Turkish aviation carried out this Sunday at least 25 bombing operations against Kurdish militia positions in northern Syria, which left several dozen dead. Most of the victims were Kurdish militants from the Syrian Democratic Forces (SDF), allied with Turkey’s Kurdish movement, the PKK, but there were also deaths in camps of government forces in Damascus, in the areas of Raqqa and Al Hasaka.
Hours earlier, the Turkish Ministry of Defense had announced the start of the operation called ‘Claw-Sword’in retaliation for the, which left six dead and 81 injured. Despite the fact that both the Kurdistan Workers Party (PKK) and the SDF denied responsibility for the attack, the Turkish government claimed that Kurdish separatists were responsible, and yesterday they launched revenge before they could prove it in court .
One of the paradoxes of this endless exchange of blows between Ankara and the Kurds beyond the Turkish borders is the fact that the first focus of the attacks was the area of Raqa, the epicenter of the jihadist ‘caliphate’ of the Islamic State. until
The Islamist Regime, who is going to celebrate twenty years in power in Turkey, has long since taken the world by storm, and with this retaliatory operation he is challenging not only Washington – his ally within NATO – but also Damascus. The civil war in Syria knows a moment of ‘stand by’, in which the Syrian authorities of they have given their placet to the semi-autonomous Kurdish regime in the north and east of the country, similar to Baghdad’s pragmatic attitude towards the Iraqi Kurds.

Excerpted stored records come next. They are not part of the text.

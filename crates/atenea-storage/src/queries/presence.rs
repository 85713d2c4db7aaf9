// SPDX-FileCopyrightText: 2026 Atenea Contributors
// SPDX-License-Identifier: MIT OR Apache-2.0

//! Telephony presence: vicidial users and their immutable state history.

use atenea_core::AteneaError;
use rusqlite::{OptionalExtension, Row, params};
use tracing::debug;

use crate::database::{Database, map_tr_err};
use crate::models::{AUDIT_COLUMNS, PresenceRecord, VicidialUser, audit_from_row};
use crate::writer::ensure_actor;

fn user_sql(filter: &str) -> String {
    format!(
        "SELECT id, username, phone_login, user_id, channel_state_id, pause_code, {AUDIT_COLUMNS}
         FROM vicidial_users WHERE {filter}"
    )
}

fn user_from_row(row: &Row<'_>) -> rusqlite::Result<VicidialUser> {
    Ok(VicidialUser {
        id: row.get(0)?,
        username: row.get(1)?,
        phone_login: row.get(2)?,
        user_id: row.get(3)?,
        channel_state_id: row.get(4)?,
        pause_code: row.get(5)?,
        audit: audit_from_row(row, 6)?,
    })
}

const RECORD_COLUMNS: &str = "id, vicidial_user_id, old_channel_state_id, new_channel_state_id,
     old_pause_code, new_pause_code, start_time, end_time, duration, created_by";

fn record_from_row(row: &Row<'_>) -> rusqlite::Result<PresenceRecord> {
    Ok(PresenceRecord {
        id: row.get(0)?,
        vicidial_user_id: row.get(1)?,
        old_channel_state_id: row.get(2)?,
        new_channel_state_id: row.get(3)?,
        old_pause_code: row.get(4)?,
        new_pause_code: row.get(5)?,
        start_time: row.get(6)?,
        end_time: row.get(7)?,
        duration: row.get(8)?,
        created_by: row.get(9)?,
    })
}

pub async fn create_user(db: &Database, user: VicidialUser) -> Result<(), AteneaError> {
    db.connection()
        .call(move |conn| {
            let tx = conn.transaction()?;
            ensure_actor(&tx, &user.audit.created_by)?;
            ensure_actor(&tx, &user.user_id)?;
            tx.execute(
                "INSERT INTO vicidial_users (id, username, phone_login, user_id, channel_state_id,
                                             pause_code, created_by, created_at, updated_at)
                 VALUES (?1, ?2, ?3, ?4, ?5, ?6, ?7, ?8, ?9)",
                params![
                    user.id,
                    user.username,
                    user.phone_login,
                    user.user_id,
                    user.channel_state_id,
                    user.pause_code,
                    user.audit.created_by,
                    user.audit.created_at,
                    user.audit.updated_at,
                ],
            )?;
            tx.commit()?;
            Ok(())
        })
        .await
        .map_err(map_tr_err)
}

pub async fn get_user(db: &Database, id: &str) -> Result<Option<VicidialUser>, AteneaError> {
    let id = id.to_string();
    db.connection()
        .call(move |conn| {
            conn.query_row(
                &user_sql("id = ?1 AND deleted_at IS NULL"),
                params![id],
                user_from_row,
            )
            .optional()
        })
        .await
        .map_err(map_tr_err)
}

/// The vicidial user bound to an agent actor id.
pub async fn find_by_actor(
    db: &Database,
    user_id: &str,
) -> Result<Option<VicidialUser>, AteneaError> {
    let user_id = user_id.to_string();
    db.connection()
        .call(move |conn| {
            conn.query_row(
                &user_sql("user_id = ?1 AND deleted_at IS NULL"),
                params![user_id],
                user_from_row,
            )
            .optional()
        })
        .await
        .map_err(map_tr_err)
}

pub async fn last_record(
    db: &Database,
    vicidial_user_id: &str,
) -> Result<Option<PresenceRecord>, AteneaError> {
    let vicidial_user_id = vicidial_user_id.to_string();
    db.connection()
        .call(move |conn| {
            conn.query_row(
                &format!(
                    "SELECT {RECORD_COLUMNS} FROM vicidial_user_history
                     WHERE vicidial_user_id = ?1 ORDER BY seq DESC LIMIT 1"
                ),
                params![vicidial_user_id],
                record_from_row,
            )
            .optional()
        })
        .await
        .map_err(map_tr_err)
}

/// Insert the history row and move the user to its new state together.
///
/// The user update is guarded on the record's old state; when the guard
/// fails the transaction is dropped and `false` is returned. Any SQLite
/// failure on either write rolls both back.
pub async fn record_transition(db: &Database, record: PresenceRecord) -> Result<bool, AteneaError> {
    db.connection()
        .call(move |conn| {
            let tx = conn.transaction()?;
            ensure_actor(&tx, &record.created_by)?;
            tx.execute(
                &format!(
                    "INSERT INTO vicidial_user_history ({RECORD_COLUMNS})
                     VALUES (?1, ?2, ?3, ?4, ?5, ?6, ?7, ?8, ?9, ?10)"
                ),
                params![
                    record.id,
                    record.vicidial_user_id,
                    record.old_channel_state_id,
                    record.new_channel_state_id,
                    record.old_pause_code,
                    record.new_pause_code,
                    record.start_time,
                    record.end_time,
                    record.duration,
                    record.created_by,
                ],
            )?;
            let changed = tx.execute(
                "UPDATE vicidial_users
                 SET channel_state_id = ?1, pause_code = ?2, updated_by = ?3, updated_at = ?4
                 WHERE id = ?5 AND channel_state_id = ?6 AND pause_code IS ?7
                   AND deleted_at IS NULL",
                params![
                    record.new_channel_state_id,
                    record.new_pause_code,
                    record.created_by,
                    record.end_time,
                    record.vicidial_user_id,
                    record.old_channel_state_id,
                    record.old_pause_code,
                ],
            )?;
            if changed == 0 {
                debug!(
                    vicidial_user_id = %record.vicidial_user_id,
                    "presence state moved concurrently, transition dropped"
                );
                return Ok(false);
            }
            tx.commit()?;
            Ok(true)
        })
        .await
        .map_err(map_tr_err)
}

/// Presence history, oldest first.
pub async fn history(
    db: &Database,
    vicidial_user_id: &str,
) -> Result<Vec<PresenceRecord>, AteneaError> {
    let vicidial_user_id = vicidial_user_id.to_string();
    db.connection()
        .call(move |conn| {
            let mut stmt = conn.prepare(&format!(
                "SELECT {RECORD_COLUMNS} FROM vicidial_user_history
                 WHERE vicidial_user_id = ?1 ORDER BY seq ASC"
            ))?;
            let rows = stmt.query_map(params![vicidial_user_id], record_from_row)?;
            rows.collect()
        })
        .await
        .map_err(map_tr_err)
}
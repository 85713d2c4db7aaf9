// SPDX-FileCopyrightText: 2026 Atenea Contributors
// SPDX-License-Identifier: MIT OR Apache-2.0

//! Configuration model structs for the Atenea contact-center core.
//!
//! All structs use `#[serde(deny_unknown_fields)]` to reject unrecognized
//! config keys at startup, providing actionable error messages.

use serde::{Deserialize, Serialize};

/// Top-level Atenea configuration.
///
/// Loaded from TOML files following XDG hierarchy, with environment variable overrides.
/// All sections are optional and default to sensible values.
#[derive(Debug, Clone, Deserialize, Serialize)]
#[serde(deny_unknown_fields)]
pub struct AteneaConfig {
    /// Service identity and logging.
    #[serde(default)]
    pub service: ServiceConfig,

    /// Storage backend settings.
    #[serde(default)]
    pub storage: StorageConfig,

    /// HTTP gateway settings.
    #[serde(default)]
    pub gateway: GatewayConfig,

    /// Outbound dispatch settings and channel relays.
    #[serde(default)]
    pub dispatch: DispatchConfig,

    /// Bot/agent handoff policy.
    #[serde(default)]
    pub handoff: HandoffConfig,

    /// Telephony presence settings.
    #[serde(default)]
    pub presence: PresenceConfig,

    /// Bot engine connection.
    #[serde(default)]
    pub bot: BotConfig,

    /// Business hours and holidays.
    #[serde(default)]
    pub business_hours: BusinessHoursConfig,

    /// Channel lookup rows.
    #[serde(default = "default_channels")]
    pub channels: Vec<ChannelConfig>,

    /// Consult type lookup rows.
    #[serde(default)]
    pub consult_types: Vec<ConsultTypeConfig>,

    /// Telephony channel state lookup rows.
    #[serde(default = "default_channel_states")]
    pub channel_states: Vec<ChannelStateConfig>,

    /// Canned messages keyed by (channel category, name).
    #[serde(default)]
    pub automatic_messages: Vec<AutomaticMessageConfig>,
}

impl Default for AteneaConfig {
    fn default() -> Self {
        Self {
            service: ServiceConfig::default(),
            storage: StorageConfig::default(),
            gateway: GatewayConfig::default(),
            dispatch: DispatchConfig::default(),
            handoff: HandoffConfig::default(),
            presence: PresenceConfig::default(),
            bot: BotConfig::default(),
            business_hours: BusinessHoursConfig::default(),
            channels: default_channels(),
            consult_types: Vec::new(),
            channel_states: default_channel_states(),
            automatic_messages: Vec::new(),
        }
    }
}

/// Service identity configuration.
#[derive(Debug, Clone, Deserialize, Serialize)]
#[serde(deny_unknown_fields)]
pub struct ServiceConfig {
    /// Display name of the service, used in logs.
    #[serde(default = "default_service_name")]
    pub name: String,

    /// Logging level (trace, debug, info, warn, error).
    #[serde(default = "default_log_level")]
    pub log_level: String,
}

impl Default for ServiceConfig {
    fn default() -> Self {
        Self {
            name: default_service_name(),
            log_level: default_log_level(),
        }
    }
}

fn default_service_name() -> String {
    "atenea".to_string()
}

fn default_log_level() -> String {
    "info".to_string()
}

/// Storage backend configuration.
#[derive(Debug, Clone, Deserialize, Serialize)]
#[serde(deny_unknown_fields)]
pub struct StorageConfig {
    /// Path to the SQLite database file.
    #[serde(default = "default_database_path")]
    pub database_path: String,

    /// Enable WAL (Write-Ahead Logging) mode for SQLite.
    #[serde(default = "default_wal_mode")]
    pub wal_mode: bool,
}

impl Default for StorageConfig {
    fn default() -> Self {
        Self {
            database_path: default_database_path(),
            wal_mode: default_wal_mode(),
        }
    }
}

fn default_database_path() -> String {
    dirs::data_dir()
        .map(|p| p.join("atenea").join("atenea.db"))
        .unwrap_or_else(|| std::path::PathBuf::from("atenea.db"))
        .to_string_lossy()
        .into_owned()
}

fn default_wal_mode() -> bool {
    true
}

/// HTTP gateway configuration.
#[derive(Debug, Clone, Deserialize, Serialize)]
#[serde(deny_unknown_fields)]
pub struct GatewayConfig {
    /// Address to bind the server to.
    #[serde(default = "default_gateway_host")]
    pub host: String,

    /// Port to listen on.
    #[serde(default = "default_gateway_port")]
    pub port: u16,

    /// Bearer token required on every route except `/health`.
    /// `None` leaves the API unauthenticated (local development only).
    #[serde(default)]
    pub bearer_token: Option<String>,

    /// Per-request timeout in seconds.
    #[serde(default = "default_request_timeout_secs")]
    pub request_timeout_secs: u64,

    /// Allowed CORS origins. Empty disables cross-origin access.
    #[serde(default)]
    pub cors_origins: Vec<String>,
}

impl Default for GatewayConfig {
    fn default() -> Self {
        Self {
            host: default_gateway_host(),
            port: default_gateway_port(),
            bearer_token: None,
            request_timeout_secs: default_request_timeout_secs(),
            cors_origins: Vec::new(),
        }
    }
}

fn default_gateway_host() -> String {
    "127.0.0.1".to_string()
}

fn default_gateway_port() -> u16 {
    3000
}

fn default_request_timeout_secs() -> u64 {
    60
}

/// Outbound dispatch configuration.
#[derive(Debug, Clone, Deserialize, Serialize)]
#[serde(deny_unknown_fields)]
pub struct DispatchConfig {
    /// Upper bound for a single adapter send, in seconds. A timeout is a failure.
    #[serde(default = "default_dispatch_timeout_secs")]
    pub timeout_secs: u64,

    /// Footer appended to interactive messages when the payload has none.
    #[serde(default)]
    pub default_footer: Option<String>,

    /// One relay endpoint per channel.
    #[serde(default)]
    pub relays: Vec<RelayConfig>,
}

impl Default for DispatchConfig {
    fn default() -> Self {
        Self {
            timeout_secs: default_dispatch_timeout_secs(),
            default_footer: None,
            relays: Vec::new(),
        }
    }
}

fn default_dispatch_timeout_secs() -> u64 {
    10
}

/// HTTP relay towards one channel's transport adapter.
#[derive(Debug, Clone, Deserialize, Serialize)]
#[serde(deny_unknown_fields)]
pub struct RelayConfig {
    /// Channel code this relay serves.
    pub channel: String,

    /// URL receiving outgoing command JSON.
    pub endpoint: String,

    /// Bearer token sent to the relay, if any.
    #[serde(default)]
    pub auth_token: Option<String>,

    /// Whether the channel renders buttons natively.
    #[serde(default)]
    pub supports_interactive: bool,

    /// Whether the channel accepts attachments.
    #[serde(default = "default_true")]
    pub supports_attachments: bool,

    /// Longest text the channel accepts, in characters.
    #[serde(default)]
    pub max_message_length: Option<usize>,
}

fn default_true() -> bool {
    true
}

/// Bot/agent handoff policy.
#[derive(Debug, Clone, Deserialize, Serialize)]
#[serde(deny_unknown_fields)]
pub struct HandoffConfig {
    /// Consecutive failed bot turns that escalate the room to an agent.
    /// `None` disables the policy.
    #[serde(default)]
    pub failed_turn_threshold: Option<u32>,

    /// Move a pending room to priority when an agent claims it.
    #[serde(default = "default_true")]
    pub priority_on_claim: bool,
}

impl Default for HandoffConfig {
    fn default() -> Self {
        Self {
            failed_turn_threshold: None,
            priority_on_claim: true,
        }
    }
}

/// Telephony presence configuration.
#[derive(Debug, Clone, Deserialize, Serialize)]
#[serde(deny_unknown_fields)]
pub struct PresenceConfig {
    /// Channel state category in which a pause code may be set.
    #[serde(default = "default_paused_category")]
    pub paused_category: String,

    /// Channel state category in which an agent may take telephony rooms.
    #[serde(default = "default_available_category")]
    pub available_category: String,
}

impl Default for PresenceConfig {
    fn default() -> Self {
        Self {
            paused_category: default_paused_category(),
            available_category: default_available_category(),
        }
    }
}

fn default_paused_category() -> String {
    "paused".to_string()
}

fn default_available_category() -> String {
    "available".to_string()
}

/// Bot engine configuration.
#[derive(Debug, Clone, Deserialize, Serialize)]
#[serde(deny_unknown_fields)]
pub struct BotConfig {
    /// Whether bot-served rooms are forwarded to the bot engine.
    #[serde(default)]
    pub enabled: bool,

    /// Base URL of the Rasa server.
    #[serde(default = "default_rasa_url")]
    pub rasa_url: String,

    /// Request timeout in seconds.
    #[serde(default = "default_bot_timeout_secs")]
    pub timeout_secs: u64,
}

impl Default for BotConfig {
    fn default() -> Self {
        Self {
            enabled: false,
            rasa_url: default_rasa_url(),
            timeout_secs: default_bot_timeout_secs(),
        }
    }
}

fn default_rasa_url() -> String {
    "http://localhost:5005".to_string()
}

fn default_bot_timeout_secs() -> u64 {
    15
}

/// Business hours configuration.
#[derive(Debug, Clone, Default, Deserialize, Serialize)]
#[serde(deny_unknown_fields)]
pub struct BusinessHoursConfig {
    /// When false the organization is always attending.
    #[serde(default)]
    pub enabled: bool,

    /// Offset of local time from UTC, in minutes (Lima is -300).
    #[serde(default)]
    pub utc_offset_minutes: i32,

    /// Attending windows.
    #[serde(default)]
    pub days: Vec<DaySchedule>,

    /// Closed dates, `YYYY-MM-DD` in local time.
    #[serde(default)]
    pub holidays: Vec<String>,
}

/// Day of the week for schedule entries.
#[derive(Debug, Clone, Copy, PartialEq, Eq, Deserialize, Serialize)]
#[serde(rename_all = "lowercase")]
pub enum DayOfWeek {
    Monday,
    Tuesday,
    Wednesday,
    Thursday,
    Friday,
    Saturday,
    Sunday,
}

/// One attending window, `HH:MM` local time, end exclusive.
#[derive(Debug, Clone, Deserialize, Serialize)]
#[serde(deny_unknown_fields)]
pub struct DaySchedule {
    pub day: DayOfWeek,
    pub start: String,
    pub end: String,
}

/// Channel lookup entry.
#[derive(Debug, Clone, Deserialize, Serialize)]
#[serde(deny_unknown_fields)]
pub struct ChannelConfig {
    pub code: String,
    pub name: String,
    /// Grouping used to select automatic messages.
    pub category: String,
}

fn default_channels() -> Vec<ChannelConfig> {
    [
        ("whatsapp", "WhatsApp", "messaging"),
        ("telegram", "Telegram", "messaging"),
        ("instagram", "Instagram", "social"),
        ("sms", "SMS", "messaging"),
        ("email", "Email", "mail"),
        ("chatsat", "Chat SAT", "webchat"),
        ("telephony", "Telephony", "voice"),
    ]
    .into_iter()
    .map(|(code, name, category)| ChannelConfig {
        code: code.to_string(),
        name: name.to_string(),
        category: category.to_string(),
    })
    .collect()
}

/// Consult type lookup entry.
#[derive(Debug, Clone, Deserialize, Serialize)]
#[serde(deny_unknown_fields)]
pub struct ConsultTypeConfig {
    pub id: i64,
    pub name: String,
}

/// Telephony channel state lookup entry.
#[derive(Debug, Clone, Deserialize, Serialize)]
#[serde(deny_unknown_fields)]
pub struct ChannelStateConfig {
    pub id: String,
    pub name: String,
    pub category: String,
}

fn default_channel_states() -> Vec<ChannelStateConfig> {
    [
        ("AVAILABLE", "Available", "available"),
        ("INCALL", "On call", "on_call"),
        ("PAUSED", "Paused", "paused"),
        ("OFFLINE", "Offline", "offline"),
    ]
    .into_iter()
    .map(|(id, name, category)| ChannelStateConfig {
        id: id.to_string(),
        name: name.to_string(),
        category: category.to_string(),
    })
    .collect()
}

/// Canned message entry with its ordered variants.
#[derive(Debug, Clone, Deserialize, Serialize)]
#[serde(deny_unknown_fields)]
pub struct AutomaticMessageConfig {
    pub channel_category: String,
    pub name: String,
    pub variants: Vec<String>,
}
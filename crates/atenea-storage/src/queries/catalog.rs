// SPDX-FileCopyrightText: 2026 Atenea Contributors
// SPDX-License-Identifier: MIT OR Apache-2.0

//! Lookup tables synced from configuration: channels, consult types,
//! telephony channel states and automatic messages.

use atenea_core::AteneaError;
use rusqlite::{OptionalExtension, params};

use crate::database::{Database, map_tr_err};
use crate::models::{AutomaticMessage, ChannelInfo, ChannelState, ConsultType, u32_from_row};

/// Upsert channel rows. Rows absent from `channels` are kept because
/// citizens, rooms and messages reference them.
pub async fn sync_channels(db: &Database, channels: Vec<ChannelInfo>) -> Result<(), AteneaError> {
    db.connection()
        .call(move |conn| {
            let tx = conn.transaction()?;
            for channel in &channels {
                tx.execute(
                    "INSERT INTO channels (code, name, category) VALUES (?1, ?2, ?3)
                     ON CONFLICT(code) DO UPDATE SET name = excluded.name, category = excluded.category",
                    params![channel.code, channel.name, channel.category],
                )?;
            }
            tx.commit()?;
            Ok(())
        })
        .await
        .map_err(map_tr_err)
}

pub async fn get_channel(db: &Database, code: &str) -> Result<Option<ChannelInfo>, AteneaError> {
    let code = code.to_string();
    db.connection()
        .call(move |conn| {
            conn.query_row(
                "SELECT code, name, category FROM channels WHERE code = ?1",
                params![code],
                |row| {
                    Ok(ChannelInfo {
                        code: row.get(0)?,
                        name: row.get(1)?,
                        category: row.get(2)?,
                    })
                },
            )
            .optional()
        })
        .await
        .map_err(map_tr_err)
}

pub async fn list_channels(db: &Database) -> Result<Vec<ChannelInfo>, AteneaError> {
    db.connection()
        .call(|conn| {
            let mut stmt = conn.prepare("SELECT code, name, category FROM channels ORDER BY code")?;
            let rows = stmt.query_map([], |row| {
                Ok(ChannelInfo {
                    code: row.get(0)?,
                    name: row.get(1)?,
                    category: row.get(2)?,
                })
            })?;
            rows.collect()
        })
        .await
        .map_err(map_tr_err)
}

/// Upsert consult type rows.
pub async fn sync_consult_types(
    db: &Database,
    types: Vec<ConsultType>,
) -> Result<(), AteneaError> {
    db.connection()
        .call(move |conn| {
            let tx = conn.transaction()?;
            for ct in &types {
                tx.execute(
                    "INSERT INTO consult_types (id, name) VALUES (?1, ?2)
                     ON CONFLICT(id) DO UPDATE SET name = excluded.name",
                    params![ct.id, ct.name],
                )?;
            }
            tx.commit()?;
            Ok(())
        })
        .await
        .map_err(map_tr_err)
}

pub async fn get_consult_type(db: &Database, id: i64) -> Result<Option<ConsultType>, AteneaError> {
    db.connection()
        .call(move |conn| {
            conn.query_row(
                "SELECT id, name FROM consult_types WHERE id = ?1",
                params![id],
                |row| {
                    Ok(ConsultType {
                        id: row.get(0)?,
                        name: row.get(1)?,
                    })
                },
            )
            .optional()
        })
        .await
        .map_err(map_tr_err)
}

/// Upsert telephony channel state rows.
pub async fn sync_channel_states(
    db: &Database,
    states: Vec<ChannelState>,
) -> Result<(), AteneaError> {
    db.connection()
        .call(move |conn| {
            let tx = conn.transaction()?;
            for state in &states {
                tx.execute(
                    "INSERT INTO channel_states (id, name, category) VALUES (?1, ?2, ?3)
                     ON CONFLICT(id) DO UPDATE SET name = excluded.name, category = excluded.category",
                    params![state.id, state.name, state.category],
                )?;
            }
            tx.commit()?;
            Ok(())
        })
        .await
        .map_err(map_tr_err)
}

pub async fn get_channel_state(
    db: &Database,
    id: &str,
) -> Result<Option<ChannelState>, AteneaError> {
    let id = id.to_string();
    db.connection()
        .call(move |conn| {
            conn.query_row(
                "SELECT id, name, category FROM channel_states WHERE id = ?1",
                params![id],
                |row| {
                    Ok(ChannelState {
                        id: row.get(0)?,
                        name: row.get(1)?,
                        category: row.get(2)?,
                    })
                },
            )
            .optional()
        })
        .await
        .map_err(map_tr_err)
}

/// Replace the automatic message catalog in one transaction.
pub async fn sync_automatic_messages(
    db: &Database,
    messages: Vec<AutomaticMessage>,
) -> Result<(), AteneaError> {
    db.connection()
        .call(move |conn| {
            let tx = conn.transaction()?;
            tx.execute("DELETE FROM automatic_messages", [])?;
            for msg in &messages {
                tx.execute(
                    "INSERT INTO automatic_messages (channel_category, name, position, description)
                     VALUES (?1, ?2, ?3, ?4)",
                    params![msg.channel_category, msg.name, msg.position, msg.description],
                )?;
            }
            tx.commit()?;
            Ok(())
        })
        .await
        .map_err(map_tr_err)
}

/// Variants for (channel category, name), ordered by position.
pub async fn automatic_messages(
    db: &Database,
    channel_category: &str,
    name: &str,
) -> Result<Vec<AutomaticMessage>, AteneaError> {
    let channel_category = channel_category.to_string();
    let name = name.to_string();
    db.connection()
        .call(move |conn| {
            let mut stmt = conn.prepare(
                "SELECT channel_category, name, position, description
                 FROM automatic_messages
                 WHERE channel_category = ?1 AND name = ?2
                 ORDER BY position ASC",
            )?;
            let rows = stmt.query_map(params![channel_category, name], |row| {
                Ok(AutomaticMessage {
                    channel_category: row.get(0)?,
                    name: row.get(1)?,
                    position: u32_from_row(row, 2)?,
                    description: row.get(3)?,
                })
            })?;
            rows.collect()
        })
        .await
        .map_err(map_tr_err)
}

#[cfg(test)]
mod tests {
    use super::*;
    use crate::queries::test_support::setup_db;

    #[tokio::test]
    async fn seeded_channels_are_present_and_overridable() {
        let (db, _dir) = setup_db().await;
        let all = list_channels(&db).await.unwrap();
        assert_eq!(all.len(), 7);

        sync_channels(
            &db,
            vec![ChannelInfo {
                code: "whatsapp".into(),
                name: "WhatsApp Business".into(),
                category: "chat".into(),
            }],
        )
        .await
        .unwrap();
        let wa = get_channel(&db, "whatsapp").await.unwrap().unwrap();
        assert_eq!(wa.name, "WhatsApp Business");
        assert_eq!(wa.category, "chat");
        assert!(get_channel(&db, "fax").await.unwrap().is_none());
        db.close().await.unwrap();
    }

    #[tokio::test]
    async fn automatic_messages_replace_and_order() {
        let (db, _dir) = setup_db().await;
        let msg = |position: u32, text: &str| AutomaticMessage {
            channel_category: "messaging".into(),
            name: "welcome".into(),
            position,
            description: text.into(),
        };
        sync_automatic_messages(&db, vec![msg(1, "second"), msg(0, "first")])
            .await
            .unwrap();
        let found = automatic_messages(&db, "messaging", "welcome").await.unwrap();
        assert_eq!(found.len(), 2);
        assert_eq!(found[0].description, "first");

        sync_automatic_messages(&db, vec![msg(0, "only")]).await.unwrap();
        let found = automatic_messages(&db, "messaging", "welcome").await.unwrap();
        assert_eq!(found.len(), 1);
        assert!(automatic_messages(&db, "voice", "welcome").await.unwrap().is_empty());
        db.close().await.unwrap();
    }

    #[tokio::test]
    async fn consult_types_and_states_upsert() {
        let (db, _dir) = setup_db().await;
        sync_consult_types(&db, vec![ConsultType { id: 5, name: "Tributos".into() }])
            .await
            .unwrap();
        assert_eq!(get_consult_type(&db, 5).await.unwrap().unwrap().name, "Tributos");
        assert!(get_consult_type(&db, 6).await.unwrap().is_none());

        sync_channel_states(
            &db,
            vec![ChannelState {
                id: "PAUSED".into(),
                name: "Paused".into(),
                category: "paused".into(),
            }],
        )
        .await
        .unwrap();
        let state = get_channel_state(&db, "PAUSED").await.unwrap().unwrap();
        assert_eq!(state.category, "paused");
        db.close().await.unwrap();
    }
}
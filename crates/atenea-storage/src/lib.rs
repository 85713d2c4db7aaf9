// SPDX-FileCopyrightText: 2026 Atenea Contributors
// SPDX-License-Identifier: MIT OR Apache-2.0

//! SQLite persistence layer for the Atenea contact-center core.
//!
//! Provides WAL-mode SQLite storage with embedded migrations, a single-writer
//! concurrency model via `tokio-rusqlite`, and guarded, transactional
//! operations for citizens, rooms, attentions, the message ledger,
//! telephony presence, query history and surveys.

pub mod adapter;
pub mod database;
pub mod migrations;
pub mod models;
pub mod queries;
pub mod writer;

pub use adapter::SqliteStorage;
pub use database::Database;
pub use models::*;
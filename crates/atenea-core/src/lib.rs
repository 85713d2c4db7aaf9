// SPDX-FileCopyrightText: 2026 Atenea Contributors
// SPDX-License-Identifier: MIT OR Apache-2.0

//! Core library for the Atenea contact-center core.
//!
//! This crate provides the foundational trait definitions, error types,
//! entity models, and wire types used throughout the Atenea workspace. All
//! collaborator adapters implement traits defined here.

pub mod clock;
pub mod error;
pub mod models;
pub mod traits;
pub mod types;

// Re-export key items at crate root for ergonomic imports.
pub use clock::{Clock, SystemClock};
pub use error::AteneaError;
pub use types::{AdapterType, HealthStatus, MessageId};

// Re-export all adapter traits at crate root.
pub use traits::{BotAdapter, BusinessCalendar, ChannelAdapter, PluginAdapter, StorageAdapter};
// SPDX-FileCopyrightText: 2026 Atenea Contributors
// SPDX-License-Identifier: MIT OR Apache-2.0

//! Handoff analytics events. Rows are written only by
//! [`crate::queries::rooms::apply_handoff`], inside its transaction.

use atenea_core::AteneaError;
use rusqlite::{Connection, params};

use crate::database::{Database, map_tr_err};
use crate::models::{HandoffEvent, enum_from_row};

pub(crate) fn insert_tx(conn: &Connection, event: &HandoffEvent) -> rusqlite::Result<()> {
    conn.execute(
        "INSERT INTO handoff_events (id, room_id, from_handler, to_handler, trigger_kind,
                                     user_id, created_at)
         VALUES (?1, ?2, ?3, ?4, ?5, ?6, ?7)",
        params![
            event.id,
            event.room_id,
            event.from_handler.to_string(),
            event.to_handler.to_string(),
            event.trigger.to_string(),
            event.user_id,
            event.created_at,
        ],
    )?;
    Ok(())
}

/// Handoff events of a room in the order they happened.
pub async fn list(db: &Database, room_id: &str) -> Result<Vec<HandoffEvent>, AteneaError> {
    let room_id = room_id.to_string();
    db.connection()
        .call(move |conn| {
            let mut stmt = conn.prepare(
                "SELECT id, room_id, from_handler, to_handler, trigger_kind, user_id, created_at
                 FROM handoff_events WHERE room_id = ?1 ORDER BY seq ASC",
            )?;
            let rows = stmt.query_map(params![room_id], |row| {
                Ok(HandoffEvent {
                    id: row.get(0)?,
                    room_id: row.get(1)?,
                    from_handler: enum_from_row(row, 2)?,
                    to_handler: enum_from_row(row, 3)?,
                    trigger: enum_from_row(row, 4)?,
                    user_id: row.get(5)?,
                    created_at: row.get(6)?,
                })
            })?;
            rows.collect()
        })
        .await
        .map_err(map_tr_err)
}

Erdogan is not only a long way from doing the same with the significant Kurdish population living in eastern Turkey, but he looks on with horror at that Kurdish autonomy process in neighboring countries, and seems willing to disrupt it even if that again causes a fire of war in the region.
On the other hand, the presidential elections are approaching, and the ‘Turkish sultan’ believes that he will be able to obtain a new mandate if he applies a harsh corrective to the Turkish separatists of the PKK, although many doubts about the attack in Istanbul eight days ago have not yet been clarified. For many, Kurds included, the activity of the PKK – a hodgepodge of Marxism and nationalism – is a disgrace for the Kurdish cause, which has made great strides in self-government.